Através das denúncias recebidas na Ganhem Vergonha, das discussões geradas pelas publicações e das opiniões auscultadas, pode-se concluir que a maioria dos estagiários não estagia: trabalha. Mesmo que passem por um período de aprendizagem inicial, comum a qualquer trabalhador com um novo emprego, acabam a produzir e a ocupar postos de trabalho. A plataforma denunciou várias empresas em que mais de metade da força laboral é composta por estagiários. E outras em que há cargos permanentes assegurados por estágios em cadeia. Convém relembrar que, apesar de trabalharem, os estagiários não têm garantidas condições básicas como o direito a férias, a baixa médica, o subsídio de desemprego, a licença de paternidade, entre outras.
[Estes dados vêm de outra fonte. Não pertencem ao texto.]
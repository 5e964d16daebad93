//! Working model of one area's live entities.
//!
//! The applier and the version manager never write to a store directly.
//! They read a [`WorkingState`] loaded inside the current transaction and
//! produce a list of [`EntityMutation`]s, which the store then executes.
//! The same mutations applied to a [`WorkingState`] give the expected
//! post-state, which is how the in-memory store and the tests use it.

use std::collections::{BTreeMap, BTreeSet};

use territory_types::{Area, AreaSnapshot, AreaState, Layer, LayerId, SnapshotData};

use crate::error::HistoryError;

/// One write to the entity store.
#[derive(Debug, Clone, PartialEq, Eq)]
pub enum EntityMutation {
    /// Insert a layer together with its postal codes.
    InsertLayer(Layer),
    /// Overwrite a layer's scalar fields (codes are left alone).
    UpdateLayer(Layer),
    /// Delete a layer and all of its postal codes.
    DeleteLayer(LayerId),
    /// Insert `(layer, code)` pairs.
    InsertCodes {
        /// Target layer.
        layer_id: LayerId,
        /// Codes to insert.
        codes: BTreeSet<String>,
    },
    /// Delete `(layer, code)` pairs.
    DeleteCodes {
        /// Target layer.
        layer_id: LayerId,
        /// Codes to delete.
        codes: BTreeSet<String>,
    },
    /// Overwrite the area's scalar fields and version pointer.
    UpdateArea(Area),
}

/// An area with its layers, keyed by layer id.
#[derive(Debug, Clone, PartialEq, Eq)]
pub struct WorkingState {
    /// The area row.
    pub area: Area,
    /// Layers of the area.
    pub layers: BTreeMap<LayerId, Layer>,
}

impl WorkingState {
    /// Build a working state from an area and its layers.
    pub fn new(area: Area, layers: Vec<Layer>) -> Self {
        let layers = layers.into_iter().map(|l| (l.id, l)).collect();
        Self { area, layers }
    }

    /// Look up a layer.
    pub fn layer(&self, id: LayerId) -> Option<&Layer> {
        self.layers.get(&id)
    }

    /// Apply one mutation.
    ///
    /// # Errors
    ///
    /// Returns [`HistoryError::Inconsistent`] if the mutation targets a
    /// layer that is missing (or, for inserts, already present). Planned
    /// mutations are checked before they are produced, so this only fires
    /// when a plan is applied to a state it was not computed from.
    pub fn apply(&mut self, mutation: &EntityMutation) -> Result<(), HistoryError> {
        match mutation {
            EntityMutation::InsertLayer(layer) => {
                if self.layers.contains_key(&layer.id) {
                    return Err(HistoryError::Inconsistent(format!(
                        "layer {} already exists",
                        layer.id
                    )));
                }
                self.layers.insert(layer.id, layer.clone());
            }
            EntityMutation::UpdateLayer(layer) => {
                let current = self.layer_mut(layer.id)?;
                let codes = std::mem::take(&mut current.postal_codes);
                *current = Layer {
                    postal_codes: codes,
                    ..layer.clone()
                };
            }
            EntityMutation::DeleteLayer(id) => {
                self.layers
                    .remove(id)
                    .ok_or_else(|| HistoryError::Inconsistent(format!("layer {id} missing")))?;
            }
            EntityMutation::InsertCodes { layer_id, codes } => {
                let current = self.layer_mut(*layer_id)?;
                current.postal_codes.extend(codes.iter().cloned());
            }
            EntityMutation::DeleteCodes { layer_id, codes } => {
                let current = self.layer_mut(*layer_id)?;
                current.postal_codes.retain(|code| !codes.contains(code));
            }
            EntityMutation::UpdateArea(area) => {
                self.area = area.clone();
            }
        }
        Ok(())
    }

    /// Apply a list of mutations in order.
    ///
    /// # Errors
    ///
    /// Propagates the first failing [`WorkingState::apply`].
    pub fn apply_all(&mut self, mutations: &[EntityMutation]) -> Result<(), HistoryError> {
        mutations.iter().try_for_each(|m| self.apply(m))
    }

    /// Copy the state into an immutable version snapshot.
    ///
    /// Layers are captured in display order.
    pub fn snapshot(&self) -> SnapshotData {
        SnapshotData {
            area: AreaSnapshot {
                name: self.area.name.clone(),
                description: self.area.description.clone(),
                granularity: self.area.granularity.clone(),
            },
            layers: self.ordered_layers().map(Layer::to_snapshot).collect(),
        }
    }

    /// Convert into the public [`AreaState`], layers in display order.
    pub fn into_area_state(self) -> AreaState {
        let layers = self.ordered_layers().cloned().collect();
        AreaState {
            area: self.area,
            layers,
        }
    }

    fn ordered_layers(&self) -> impl Iterator<Item = &Layer> {
        let mut layers: Vec<&Layer> = self.layers.values().collect();
        layers.sort_by(|a, b| {
            a.order_index
                .cmp(&b.order_index)
                .then_with(|| a.name.cmp(&b.name))
        });
        layers.into_iter()
    }

    fn layer_mut(&mut self, id: LayerId) -> Result<&mut Layer, HistoryError> {
        self.layers
            .get_mut(&id)
            .ok_or_else(|| HistoryError::Inconsistent(format!("layer {id} missing")))
    }
}

#[cfg(test)]
#[allow(clippy::unwrap_used)]
mod tests {
    use territory_types::{AreaId, NewArea};

    use super::*;

    fn state_with_layers(names: &[(&str, i32)]) -> WorkingState {
        let area = Area::new(NewArea {
            name: String::from("Berlin"),
            description: None,
            granularity: String::from("5digit"),
        });
        let layers = names
            .iter()
            .map(|(name, order)| layer(area.id, name, *order))
            .collect();
        WorkingState::new(area, layers)
    }

    fn layer(area_id: AreaId, name: &str, order_index: i32) -> Layer {
        Layer {
            id: LayerId::new(),
            area_id,
            name: name.to_owned(),
            color: String::from("#000000"),
            opacity: 100,
            is_visible: true,
            order_index,
            postal_codes: BTreeSet::new(),
        }
    }

    #[test]
    fn update_layer_keeps_codes() {
        let mut state = state_with_layers(&[("A", 0)]);
        let id = *state.layers.keys().next().unwrap();
        state
            .apply(&EntityMutation::InsertCodes {
                layer_id: id,
                codes: BTreeSet::from([String::from("10115")]),
            })
            .unwrap();

        let mut renamed = state.layer(id).cloned().unwrap();
        renamed.name = String::from("B");
        renamed.postal_codes.clear();
        assert!(state.apply(&EntityMutation::UpdateLayer(renamed)).is_ok());

        let stored = state.layer(id);
        assert_eq!(stored.map(|l| l.name.as_str()), Some("B"));
        assert_eq!(stored.map(|l| l.postal_codes.len()), Some(1));
    }

    #[test]
    fn deleting_missing_layer_is_inconsistent() {
        let mut state = state_with_layers(&[]);
        let result = state.apply(&EntityMutation::DeleteLayer(LayerId::new()));
        assert!(matches!(result, Err(HistoryError::Inconsistent(_))));
    }

    #[test]
    fn snapshot_orders_layers_by_index_then_name() {
        let state = state_with_layers(&[("zeta", 1), ("beta", 0), ("alpha", 1)]);
        let names: Vec<String> = state
            .snapshot()
            .layers
            .into_iter()
            .map(|l| l.name)
            .collect();
        assert_eq!(names, vec!["beta", "alpha", "zeta"]);
    }
}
É, portanto, necessário apertar a fiscalização e combater o recurso a estágios não legislados. Mas talvez a comunidade deva debater uma questão prévia: para que serve um estágio? Depois, será útil desmontar a ideia reinante que defende que os jovens retiram uma série de vantagens num estágio não remunerado. Todos os benefícios se mantêm se o estagiário for pago. Todos. E, finalmente, importa convencer os estudantes de que o trabalho sem salário não é uma etapa obrigatória. Por muito que o mercado o venda.

 

Nota

[1] Diário da República, 1.ª série, N.º 106, 1 de Junho de 2011.